Production Evaluation Systems

The operational scaffolding that makes production retrieval stay good over years. Continuous evaluation infrastructure, per-segment gold sets, online metric pipelines, A/B testing with shadow traffic, and drift detection — the discipline that distinguishes teams that ship retrieval successfully from teams that watch quality silently degrade.

Day 4 Progress0%

From Gold Set to Continuous Evaluation

Intermediate Day 5 introduced the concept: build a gold set, measure recall@K, iterate. That's the right starting point — but it's a one-shot discipline. Production teams need continuous evaluation infrastructure that runs on every retrieval change AND every corpus change, automatically, with alerts.

This day is about the infrastructure that takes evaluation from "a script someone runs occasionally" to "a system that catches regressions before they ship."

The Five Stages of Eval Maturity

Where most teams sit:

Stage 0: No eval. Retrieval changes ship based on developer intuition. Regressions hit production and live there for weeks. Engineering knows quality is "fine" because no one is loudly complaining.

Stage 1: Occasional manual eval. Someone runs an eval script before big changes. Catches catastrophic regressions but misses gradual ones. Numbers exist but aren't tracked over time.

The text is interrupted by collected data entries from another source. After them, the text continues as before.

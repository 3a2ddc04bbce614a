use std::{fmt, sync::Arc};

/// Errors produced while parsing or translating references.
///
/// Sources are stored behind `Arc` so errors stay cheap to clone when a
/// shared computation hands the same outcome to several callers.
#[derive(Debug, Clone)]
pub enum Error {
    /// The input could not be parsed as a URI reference.
    InvalidUri {
        input: String,
        source: Arc<dyn std::error::Error + Send + Sync>,
    },
    /// The input could not be parsed as a JSON Pointer.
    InvalidPointer { input: String, reason: &'static str },
    /// Resolution of a reference against a base failed.
    Resolution {
        base: String,
        reference: String,
        source: Arc<dyn std::error::Error + Send + Sync>,
    },
    /// A redirect rule maps a URI onto itself.
    SelfRedirect { uri: String },
}

impl Error {
    pub(crate) fn invalid_uri(
        input: impl Into<String>,
        source: impl std::error::Error + Send + Sync + 'static,
    ) -> Error {
        Error::InvalidUri {
            input: input.into(),
            source: Arc::new(source),
        }
    }

    pub(crate) fn invalid_pointer(input: impl Into<String>, reason: &'static str) -> Error {
        Error::InvalidPointer {
            input: input.into(),
            reason,
        }
    }

    pub(crate) fn resolution(
        base: impl Into<String>,
        reference: impl Into<String>,
        source: impl std::error::Error + Send + Sync + 'static,
    ) -> Error {
        Error::Resolution {
            base: base.into(),
            reference: reference.into(),
            source: Arc::new(source),
        }
    }

    pub(crate) fn self_redirect(uri: impl Into<String>) -> Error {
        Error::SelfRedirect { uri: uri.into() }
    }
}

impl fmt::Display for Error {
    fn fmt(&self, f: &mut fmt::Formatter<'_>) -> fmt::Result {
        match self {
            Error::InvalidUri { input, source } => {
                write!(f, "Invalid URI reference '{input}': {source}")
            }
            Error::InvalidPointer { input, reason } => {
                write!(f, "Invalid JSON Pointer '{input}': {reason}")
            }
            Error::Resolution {
                base,
                reference,
                source,
            } => {
                write!(f, "Cannot resolve '{reference}' against '{base}': {source}")
            }
            Error::SelfRedirect { uri } => {
                write!(f, "Redirect source and destination are identical: '{uri}'")
            }
        }
    }
}

impl std::error::Error for Error {
    fn source(&self) -> Option<&(dyn std::error::Error + 'static)> {
        match self {
            Error::InvalidUri { source, .. } | Error::Resolution { source, .. } => {
                Some(source.as_ref())
            }
            Error::InvalidPointer { .. } | Error::SelfRedirect { .. } => None,
        }
    }
}
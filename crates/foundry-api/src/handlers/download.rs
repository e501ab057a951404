//! GET /v1/download/{id}/{*path} — stream an artifact from a job's out dir.

use std::path::{Component, Path as FsPath, PathBuf};

use axum::body::Body;
use axum::extract::{Path, State};
use axum::http::header;
use axum::response::{IntoResponse, Response};
use tokio_util::io::ReaderStream;

use foundry_core::id::is_valid_job_id;

use super::BuilderState;
use crate::error::ApiError;

/// Resolve `path` under `out_dir`, refusing anything that could escape it.
fn artifact_path(out_dir: &FsPath, path: &str) -> Option<PathBuf> {
    let relative = FsPath::new(path);
    if path.is_empty() || !relative.components().all(|c| matches!(c, Component::Normal(_))) {
        return None;
    }
    Some(out_dir.join(relative))
}

pub async fn handle_download(
    State(state): State<BuilderState>,
    Path((id, path)): Path<(String, String)>,
) -> Result<Response, ApiError> {
    if !is_valid_job_id(&id) {
        return Err(ApiError::bad_request("invalid job id"));
    }
    let out_dir = state.controller.job_dirs(&id).out_dir();
    let file_path = artifact_path(&out_dir, &path).ok_or_else(|| ApiError::bad_request("invalid path"))?;

    let file = tokio::fs::File::open(&file_path)
        .await
        .map_err(|_| ApiError::not_found(format!("{path} not found")))?;
    let meta = file
        .metadata()
        .await
        .map_err(|e| ApiError::internal(e.to_string()))?;
    if !meta.is_file() {
        return Err(ApiError::not_found(format!("{path} not found")));
    }

    tracing::debug!(job_id = %id, file = %path, bytes = meta.len(), "serving artifact");
    let body = Body::from_stream(ReaderStream::new(file));
    Ok((
        [
            (header::CONTENT_TYPE, "application/octet-stream".to_string()),
            (header::CONTENT_LENGTH, meta.len().to_string()),
        ],
        body,
    )
        .into_response())
}
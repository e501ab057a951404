//! Build notification events — the out-of-band channel a client listens on.
//!
//! Each event is POSTed to `/publish-build-event?id={job_id}` with the body
//! framed as the decimal byte length of the JSON payload followed by the
//! payload itself: `17{"state":"added"}`.

use bytes::{BufMut, Bytes, BytesMut};
use serde::{Deserialize, Serialize};

use crate::job::Artifact;

/// Transitional job states.
#[derive(Debug, Clone, Copy, PartialEq, Eq, Serialize, Deserialize)]
#[serde(rename_all = "snake_case")]
pub enum JobState {
    Added,
    Started,
}

/// One notification. `Failed` and `Completed` are terminal; exactly one of
/// them is published per admitted job.
#[derive(Debug, Clone, PartialEq, Eq, Serialize, Deserialize)]
#[serde(untagged)]
pub enum BuildEvent {
    State { state: JobState },
    Failed { error: String },
    Completed { files: Vec<Artifact> },
}

impl BuildEvent {
    pub fn added() -> Self {
        BuildEvent::State {
            state: JobState::Added,
        }
    }

    pub fn started() -> Self {
        BuildEvent::State {
            state: JobState::Started,
        }
    }

    pub fn failed(error: impl Into<String>) -> Self {
        BuildEvent::Failed {
            error: error.into(),
        }
    }

    pub fn is_terminal(&self) -> bool {
        !matches!(self, BuildEvent::State { .. })
    }

    /// Length-prefixed wire body.
    pub fn frame(&self) -> Result<Bytes, serde_json::Error> {
        let payload = serde_json::to_vec(self)?;
        let len = payload.len().to_string();
        let mut buf = BytesMut::with_capacity(len.len() + payload.len());
        buf.put_slice(len.as_bytes());
        buf.put_slice(&payload);
        Ok(buf.freeze())
    }

    /// Inverse of `frame`, for listeners and tests.
    pub fn unframe(body: &[u8]) -> Option<Self> {
        let digits = body.iter().take_while(|b| b.is_ascii_digit()).count();
        let len: usize = std::str::from_utf8(&body[..digits]).ok()?.parse().ok()?;
        let payload = body.get(digits..digits + len)?;
        if digits + len != body.len() {
            return None;
        }
        serde_json::from_slice(payload).ok()
    }
}
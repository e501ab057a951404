//! foundry-router — hands each client the least loaded build agent.

use anyhow::{Context, Result};
use tokio::net::TcpListener;

use foundry_api::RouterState;
use foundry_core::config::FoundryConfig;
use foundry_services::{store, AgentRouter, ServiceCatalog};

#[tokio::main]
async fn main() -> Result<()> {
    tracing_subscriber::fmt()
        .with_env_filter(tracing_subscriber::EnvFilter::from_default_env())
        .init();

    let config = FoundryConfig::load().unwrap_or_else(|e| {
        tracing::warn!(error = %e, "failed to load config, using defaults");
        FoundryConfig::default()
    });

    let store = store::connect(&config.store.endpoint)
        .await
        .context("cannot connect to registry store")?;
    let catalog = ServiceCatalog::new(store, config.registry.catalog_freshness());
    let listener_task = catalog
        .listen()
        .await
        .context("cannot subscribe to registry notifications")?;

    let state = RouterState {
        router: AgentRouter::new(catalog, config.router.overload_threshold),
        default_worker_port: config.router.default_worker_port,
    };
    let listener = TcpListener::bind(("0.0.0.0", config.router.listen_port))
        .await
        .with_context(|| format!("cannot listen on port {}", config.router.listen_port))?;

    let shutdown = async {
        tokio::signal::ctrl_c().await.ok();
        tracing::info!("shutdown signal received");
    };
    foundry_api::serve(listener, foundry_api::router_app(state), shutdown).await?;

    listener_task.abort();
    Ok(())
}
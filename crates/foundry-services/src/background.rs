//! Background loops of a build agent.

use std::sync::Arc;
use std::time::Duration;

use tokio::sync::watch;

use crate::admission::JobAdmissionController;
use crate::registry::RegistryEntry;

/// Mirror the live-job counter into the registry record so the router's
/// weight tracks this node's load. Ends when the controller is dropped.
pub async fn publish_load(entry: Arc<RegistryEntry>, mut load: watch::Receiver<u32>) {
    while load.changed().await.is_ok() {
        let job_count = *load.borrow_and_update();
        match entry.update_job_count(job_count).await {
            Ok(()) => tracing::debug!(job_count, "load published"),
            Err(e) => tracing::warn!(job_count, error = %e, "cannot publish load"),
        }
    }
}

/// Sweep orphaned job directories even when no requests arrive.
pub async fn sweep_orphans(controller: JobAdmissionController) {
    let period = controller
        .settings()
        .orphan_check_interval
        .max(Duration::from_secs(1));
    let mut interval = tokio::time::interval(period);
    loop {
        interval.tick().await;
        controller.maybe_sweep().await;
    }
}
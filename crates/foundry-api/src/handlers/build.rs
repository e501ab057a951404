//! /v1/build, /v1/upload, DELETE /v1/build/{id}

use axum::extract::{Path, State};
use axum::http::{HeaderMap, StatusCode};
use axum::Json;
use serde::Serialize;
use tokio_util::sync::CancellationToken;

use foundry_core::id::is_valid_job_id;
use foundry_core::RawBuildRequest;

use super::BuilderState;
use crate::error::ApiError;

#[derive(Serialize)]
pub struct JobAccepted {
    pub id: String,
}

fn header(headers: &HeaderMap, name: &str) -> Option<String> {
    headers
        .get(name)
        .and_then(|v| v.to_str().ok())
        .map(str::to_string)
}

/// Build request headers, untouched.
pub fn raw_request(headers: &HeaderMap) -> RawBuildRequest {
    RawBuildRequest {
        targets: headers
            .get_all("x-targets")
            .iter()
            .filter_map(|v| v.to_str().ok())
            .map(str::to_string)
            .collect(),
        platform: header(headers, "x-platform"),
        archive: header(headers, "x-file"),
        compression_level: header(headers, "x-zstd-compression-level"),
    }
}

// ── POST /v1/build ────────────────────────────────────────────────────────────

/// Admission runs in its own task so that a client disconnect, which drops
/// this handler, only cancels the token and never a store or queue call
/// already in flight.
pub async fn handle_build(
    State(state): State<BuilderState>,
    headers: HeaderMap,
) -> Result<Json<JobAccepted>, ApiError> {
    let raw = raw_request(&headers);
    let cancel = CancellationToken::new();
    let abort_on_drop = cancel.clone().drop_guard();

    let controller = state.controller.clone();
    let admission = tokio::spawn(async move { controller.admit(raw, &cancel).await });
    let result = admission.await;
    abort_on_drop.disarm();

    match result {
        Ok(Ok(id)) => Ok(Json(JobAccepted { id })),
        Ok(Err(e)) => {
            let e = ApiError::from(e);
            if e.status.is_server_error() {
                tracing::error!(error = %e.message, "build request failed");
            }
            Err(e)
        }
        Err(e) => {
            tracing::error!(error = %e, "admission task failed");
            Err(ApiError::internal("internal server error"))
        }
    }
}

// ── DELETE /v1/build/{id} ─────────────────────────────────────────────────────

/// The client fetched every artifact; the job's directories can go.
pub async fn handle_cleanup(
    State(state): State<BuilderState>,
    Path(id): Path<String>,
) -> Result<StatusCode, ApiError> {
    if !is_valid_job_id(&id) {
        return Err(ApiError::bad_request("invalid job id"));
    }
    if state.controller.cleanup(&id).await {
        Ok(StatusCode::NO_CONTENT)
    } else {
        Err(ApiError::not_found(format!("unknown job {id}")))
    }
}
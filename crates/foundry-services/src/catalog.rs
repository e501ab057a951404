//! Service catalog — cached view of every live record in the registry.
//!
//! Snapshots are rebuilt wholesale and shared as `Arc<Vec<_>>`. At most one
//! refresh runs at a time: callers that arrive while it is running await
//! the same shared future. Join/leave notifications drop the snapshot so
//! the next caller sees topology changes after a single round-trip.

use std::sync::{Arc, Mutex};
use std::time::Duration;

use futures::future::{BoxFuture, FutureExt, Shared};
use tokio::task::JoinHandle;
use tokio::time::Instant;

use foundry_core::record::{JOIN_CHANNEL, KEY_PREFIX, LEAVE_CHANNEL};
use foundry_core::ServiceRecord;

use crate::store::{RegistryStore, StoreError, StoreMessage};

pub type Snapshot = Arc<Vec<ServiceRecord>>;

type Refresh = Shared<BoxFuture<'static, Result<Snapshot, StoreError>>>;

const RESUBSCRIBE_BACKOFF: Duration = Duration::from_secs(1);

#[derive(Clone)]
pub struct ServiceCatalog {
    inner: Arc<Inner>,
}

struct Inner {
    store: Arc<dyn RegistryStore>,
    freshness: Duration,
    state: Mutex<State>,
}

#[derive(Default)]
struct State {
    snapshot: Option<(Snapshot, Instant)>,
    inflight: Option<Refresh>,
    /// Bumped on every invalidation; a refresh started under an older
    /// generation must not install its result.
    generation: u64,
}

impl ServiceCatalog {
    pub fn new(store: Arc<dyn RegistryStore>, freshness: Duration) -> Self {
        Self {
            inner: Arc::new(Inner {
                store,
                freshness,
                state: Mutex::new(State::default()),
            }),
        }
    }

    /// Every live service record. Served from cache while fresh.
    pub async fn get_services(&self) -> Result<Snapshot, StoreError> {
        let refresh = {
            let mut state = self.inner.lock();
            if let Some((snapshot, fetched_at)) = &state.snapshot {
                if fetched_at.elapsed() < self.inner.freshness {
                    return Ok(snapshot.clone());
                }
            }
            match &state.inflight {
                Some(refresh) => refresh.clone(),
                None => {
                    let refresh = self.start_refresh(state.generation);
                    state.inflight = Some(refresh.clone());
                    refresh
                }
            }
        };
        refresh.await
    }

    /// Drop the cached snapshot and detach any running refresh.
    pub fn invalidate(&self) {
        let mut state = self.inner.lock();
        state.generation += 1;
        state.snapshot = None;
        state.inflight = None;
    }

    pub fn is_cached(&self) -> bool {
        self.inner.lock().snapshot.is_some()
    }

    /// Subscribe to join/leave notifications and invalidate on each one.
    /// The initial subscription error is returned; later losses of the
    /// subscription are retried in the background.
    pub async fn listen(&self) -> Result<JoinHandle<()>, StoreError> {
        let mut messages = self
            .inner
            .store
            .subscribe(&[JOIN_CHANNEL, LEAVE_CHANNEL])
            .await?;
        let catalog = self.clone();

        Ok(tokio::spawn(async move {
            loop {
                while let Some(msg) = messages.recv().await {
                    catalog.handle_message(&msg);
                }
                tracing::warn!("catalog subscription lost, resubscribing");
                messages = loop {
                    tokio::time::sleep(RESUBSCRIBE_BACKOFF).await;
                    // anything may have changed while we were deaf
                    catalog.invalidate();
                    match catalog
                        .inner
                        .store
                        .subscribe(&[JOIN_CHANNEL, LEAVE_CHANNEL])
                        .await
                    {
                        Ok(rx) => break rx,
                        Err(e) => tracing::warn!(error = %e, "catalog resubscribe failed"),
                    }
                };
            }
        }))
    }

    /// Returns true if the message invalidated the snapshot.
    fn handle_message(&self, msg: &StoreMessage) -> bool {
        match msg.channel.as_str() {
            JOIN_CHANNEL => match ServiceRecord::parse(Some(&msg.payload)) {
                Some(record) => {
                    tracing::debug!(key = %record.key(), "service joined");
                    self.invalidate();
                    true
                }
                None => {
                    tracing::warn!(payload = %msg.payload, "ignoring malformed join notification");
                    false
                }
            },
            LEAVE_CHANNEL if msg.payload.starts_with(KEY_PREFIX) => {
                tracing::debug!(key = %msg.payload, "service left");
                self.invalidate();
                true
            }
            _ => {
                tracing::warn!(channel = %msg.channel, "ignoring unexpected notification");
                false
            }
        }
    }

    fn start_refresh(&self, generation: u64) -> Refresh {
        let inner = self.inner.clone();
        async move {
            let result = fetch(inner.store.as_ref()).await;
            if let Err(e) = &result {
                tracing::warn!(error = %e, "catalog refresh failed");
            }
            let mut state = inner.lock();
            if state.generation == generation {
                state.inflight = None;
                match &result {
                    Ok(snapshot) => state.snapshot = Some((snapshot.clone(), Instant::now())),
                    Err(_) => state.snapshot = None,
                }
            }
            result
        }
        .boxed()
        .shared()
    }
}

impl Inner {
    fn lock(&self) -> std::sync::MutexGuard<'_, State> {
        self.state.lock().unwrap_or_else(|e| e.into_inner())
    }
}

async fn fetch(store: &dyn RegistryStore) -> Result<Snapshot, StoreError> {
    let keys = store.keys(KEY_PREFIX).await?;
    let values = store.get_many(&keys).await?;
    // Keys that expired between KEYS and MGET come back empty.
    let records: Vec<ServiceRecord> = values
        .iter()
        .filter_map(|v| ServiceRecord::parse(v.as_deref()))
        .collect();
    tracing::debug!(keys = keys.len(), records = records.len(), "catalog refreshed");
    Ok(Arc::new(records))
}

Stage 2: CI-gated eval. Every PR touching retrieval runs the gold set evaluation. Recall drops by more than X% block the merge. Regressions get caught before merge instead of after.

Stage 3: Online metrics tracked continuously. Production query logs feed into dashboards: CTR on top results, dwell time, reformulation rate. Drift visible in real time.

Stage 4: Shadow traffic + A/B framework. New retrieval variants run in parallel with production. Statistical significance testing on every shipped change. Automated rollback if regression detected.

Most teams that take retrieval seriously land at Stage 2-3. Stage 4 is for large-scale operations where each regression costs serious money.

Why Teams Underinvest

The work doesn't ship features. A month spent building eval infrastructure produces zero new user-visible capability. Compare that to "I added hybrid search" or "I shipped the new embedding model" — visible accomplishments.

The catch: without the infrastructure, those shipped changes also ship the regressions they caused. Six months later the system is mysteriously worse than it was, and nobody knows which change did it.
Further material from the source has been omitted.